As you can see with the default pinning only physical cores are used but with “–exact” or “–exclusive” Slurm pins the tasks to SMT cores (Hardware Threads). Actually this means that the task distribution changes to “cyclic”.
Status: Open.
Workaround/Suggested Action: To workaround this behavior you have to request block distribution of the tasks using option “-m” like this:
$ srun -N1 --ntasks-per-node=1 -c32 --cpu-bind=verbose --exact -m *:block exec cpu_bind=THREADS - jrc0731, task 0 0 [3027]: mask 0xffff0000000000000000000000000000ffff000000000000 set ... $ srun -N1 --ntasks-per-node=1 -c32 --cpu-bind=verbose --exclusive -m *:block exec cpu_bind=THREADS - jrc0731, task 0 0 [3027]: mask 0xffff0000000000000000000000000000ffff000000000000 set ...
ParaStationMPI: Cannot allocate memory
Added: 2021-10-06
Affects: All systems at JSC
Description: Using ParaStationMPI, the following error might occur:
ERROR mlx5dv_devx_obj_create(QP) failed, syndrome 0: Cannot allocate memory
Status: Open.
Workaround/Suggested Action: Use mpi-settings/[CUDA-low-latency-UD,CUDA-UD,UCX-UD]
(Stage < 2022) or UCX-settings/[UD,UD-CUDA]
(Stage >= 2022) to reduce the memory footprint.
The particular module depends on the user requirements.
Cannot connect using old OpenSSH clients
Added: 2020-06-15
Affects: All systems at JSC
Description: In response to the recent security incident, the SSH server on JURECA has been configured to only use modern cryptography algorithms. As a side effect, it is no longer possible to connect to JURECA using older SSH clients. For OpenSSH, at least version 6.7 released in 2014 is required. Some operating systems with very long term support ship with older versions, e.g. RHEL 6 ships with OpenSSH 5.3.
Status: Open.
Workaround/Suggested Action:
Use a more recent SSH client with support for the newer cryptography algorithms.
If you cannot update the OpenSSH client (e.g. because you are not the administrator of the system you are trying to connect from) you can
install your own version of OpenSSH from https://www.openssh.com.
Logging in from a different system with a newer SSH client is another option.
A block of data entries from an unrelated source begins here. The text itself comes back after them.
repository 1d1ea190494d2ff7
//! Stylesheets and scripts loaded by both the client app and the server-rendered login page.

/// DaisyUI stylesheet
pub const DAISYUI_CDN: &str = "https://cdn.jsdelivr.net/npm/daisyui@5";
/// Tailwind browser build
pub const TAILWIND_BROWSER_CDN: &str = "https://cdn.jsdelivr.net/npm/@tailwindcss/browser@4";
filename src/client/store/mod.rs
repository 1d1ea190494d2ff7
pub mod user;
If you have to transfer data from a system with an old SSH client to JURECA (e.g. using scp
) you may have to transfer the data
to a third system with a newer SSH client first (scp
’s command line option -3
can be used to automate this).
Intel compiler error with std::valarray
and optimized headers
Added: 2016-03-16
Affects: JURECA
Description: An error was found in the implementation of several C++ std::valarray
operations in the Intel compiler suite that
occurs if the option -use-intel-optimized-headers
of icpc
is used.
Status: Open.
Workaround/Suggested Action: Users are strongly advised not to use the -use-intel-optimized-headers
option on JURECA.
Recently Resolved and Closed Issues
JUST: GPFS hanging waiters lead to stuck I/O
Added: 2023-04-12
Update: As of 2023-05-26 all systems have been updated to a GPFS version that fixed the issue
Affects: All systems at JSC
Description: We are aware, since the 15th of March, that some users have seen their jobs cause waiters on JUST, which leads to these jobs hanging seemingly indefinitely on I/O. This issue has been observed for a specific set of jobs and more frequently occurred on JURECA than other systems. IBM has identified a possible cause and are now in the process of developing a fix.
Status: Resolved.
Workaround/Suggested Action: There are no known workarounds. Once IBM releases the fix, we will shortly schedule a maintenance window and install the patch.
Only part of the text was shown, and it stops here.